● **STORED DATA**
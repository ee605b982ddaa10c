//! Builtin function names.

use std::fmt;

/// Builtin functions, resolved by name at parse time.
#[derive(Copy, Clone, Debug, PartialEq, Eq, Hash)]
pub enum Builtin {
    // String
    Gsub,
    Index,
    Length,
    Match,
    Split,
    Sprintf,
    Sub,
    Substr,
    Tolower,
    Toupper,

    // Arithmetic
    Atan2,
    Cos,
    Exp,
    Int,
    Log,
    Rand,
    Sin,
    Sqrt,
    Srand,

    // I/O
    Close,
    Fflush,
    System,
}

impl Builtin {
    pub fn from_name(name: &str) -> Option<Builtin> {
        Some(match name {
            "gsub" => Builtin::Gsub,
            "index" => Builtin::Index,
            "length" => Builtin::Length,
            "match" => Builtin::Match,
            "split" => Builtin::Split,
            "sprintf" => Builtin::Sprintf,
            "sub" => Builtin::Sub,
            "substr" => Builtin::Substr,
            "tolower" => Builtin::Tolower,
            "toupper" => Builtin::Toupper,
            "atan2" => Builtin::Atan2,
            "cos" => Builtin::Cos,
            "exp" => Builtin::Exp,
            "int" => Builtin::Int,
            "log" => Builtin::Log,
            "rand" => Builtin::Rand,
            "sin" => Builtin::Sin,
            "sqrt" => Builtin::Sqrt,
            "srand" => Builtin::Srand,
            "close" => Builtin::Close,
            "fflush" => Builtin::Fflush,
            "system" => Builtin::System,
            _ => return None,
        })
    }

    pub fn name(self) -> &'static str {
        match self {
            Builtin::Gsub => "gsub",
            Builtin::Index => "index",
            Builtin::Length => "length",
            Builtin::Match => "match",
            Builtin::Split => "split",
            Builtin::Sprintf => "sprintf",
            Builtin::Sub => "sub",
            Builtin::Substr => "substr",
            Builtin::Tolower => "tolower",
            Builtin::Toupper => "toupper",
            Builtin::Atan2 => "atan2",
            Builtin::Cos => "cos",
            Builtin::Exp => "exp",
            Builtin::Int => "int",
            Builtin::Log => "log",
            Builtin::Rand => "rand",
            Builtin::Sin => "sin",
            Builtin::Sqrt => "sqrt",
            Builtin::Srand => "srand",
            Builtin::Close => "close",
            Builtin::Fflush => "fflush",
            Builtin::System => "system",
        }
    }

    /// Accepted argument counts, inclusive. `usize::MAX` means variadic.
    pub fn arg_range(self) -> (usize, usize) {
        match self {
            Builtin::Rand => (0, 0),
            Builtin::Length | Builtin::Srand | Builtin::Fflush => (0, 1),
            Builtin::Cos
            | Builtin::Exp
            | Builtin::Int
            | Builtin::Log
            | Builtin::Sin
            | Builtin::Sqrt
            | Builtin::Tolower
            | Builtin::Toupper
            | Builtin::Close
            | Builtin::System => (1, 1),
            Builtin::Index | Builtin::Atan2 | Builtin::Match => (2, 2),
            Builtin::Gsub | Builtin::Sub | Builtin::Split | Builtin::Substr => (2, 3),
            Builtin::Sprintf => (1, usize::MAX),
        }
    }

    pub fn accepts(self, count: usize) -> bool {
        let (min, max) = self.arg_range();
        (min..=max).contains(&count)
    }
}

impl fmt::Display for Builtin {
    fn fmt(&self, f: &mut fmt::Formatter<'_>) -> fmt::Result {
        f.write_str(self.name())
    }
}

● **WHAT YOU SHOULD DO**
The records above should be given again in full, exactly as written.

● **RESPONSE TO THIS EXERCISE**
repository ee605b982ddaa10c
//! Builtin function names.

use std::fmt;

/// Builtin functions, resolved by name at parse time.
#[derive(Copy, Clone, Debug, PartialEq, Eq, Hash)]
pub enum Builtin {
    // String
    Gsub,
    Index,
    Length,
    Match,
    Split,
    Sprintf,
    Sub,
    Substr,
    Tolower,
    Toupper,

    // Arithmetic
    Atan2,
    Cos,
    Exp,
    Int,
    Log,
    Rand,
    Sin,
    Sqrt,
    Srand,

    // I/O
    Close,
    Fflush,
    System,
}

impl Builtin {
    pub fn from_name(name: &str) -> Option<Builtin> {
        Some(match name {
            "gsub" => Builtin::Gsub,
            "index" => Builtin::Index,
            "length" => Builtin::Length,
            "match" => Builtin::Match,
            "split" => Builtin::Split,
            "sprintf" => Builtin::Sprintf,
            "sub" => Builtin::Sub,
            "substr" => Builtin::Substr,
            "tolower" => Builtin::Tolower,
            "toupper" => Builtin::Toupper,
            "atan2" => Builtin::Atan2,
            "cos" => Builtin::Cos,
            "exp" => Builtin::Exp,
            "int" => Builtin::Int,
            "log" => Builtin::Log,
            "rand" => Builtin::Rand,
            "sin" => Builtin::Sin,
            "sqrt" => Builtin::Sqrt,
            "srand" => Builtin::Srand,
            "close" => Builtin::Close,
            "fflush" => Builtin::Fflush,
            "system" => Builtin::System,
            _ => return None,
        })
    }

    pub fn name(self) -> &'static str {
        match self {
            Builtin::Gsub => "gsub",
            Builtin::Index => "index",
            Builtin::Length => "length",
            Builtin::Match => "match",
            Builtin::Split => "split",
            Builtin::Sprintf => "sprintf",
            Builtin::Sub => "sub",
            Builtin::Substr => "substr",
            Builtin::Tolower => "tolower",
            Builtin::Toupper => "toupper",
            Builtin::Atan2 => "atan2",
            Builtin::Cos => "cos",
            Builtin::Exp => "exp",
            Builtin::Int => "int",
            Builtin::Log => "log",
            Builtin::Rand => "rand",
            Builtin::Sin => "sin",
            Builtin::Sqrt => "sqrt",
            Builtin::Srand => "srand",
            Builtin::Close => "close",
            Builtin::Fflush => "fflush",
            Builtin::System => "system",
        }
    }

    /// Accepted argument counts, inclusive. `usize::MAX` means variadic.
    pub fn arg_range(self) -> (usize, usize) {
        match self {
            Builtin::Rand => (0, 0),
            Builtin::Length | Builtin::Srand | Builtin::Fflush => (0, 1),
            Builtin::Cos
            | Builtin::Exp
            | Builtin::Int
            | Builtin::Log
            | Builtin::Sin
            | Builtin::Sqrt
            | Builtin::Tolower
            | Builtin::Toupper
            | Builtin::Close
            | Builtin::System => (1, 1),
            Builtin::Index | Builtin::Atan2 | Builtin::Match => (2, 2),
            Builtin::Gsub | Builtin::Sub | Builtin::Split | Builtin::Substr => (2, 3),
            Builtin::Sprintf => (1, usize::MAX),
        }
    }

    pub fn accepts(self, count: usize) -> bool {
        let (min, max) = self.arg_range();
        (min..=max).contains(&count)
    }
}

impl fmt::Display for Builtin {
    fn fmt(&self, f: &mut fmt::Formatter<'_>) -> fmt::Result {
        f.write_str(self.name())
    }
}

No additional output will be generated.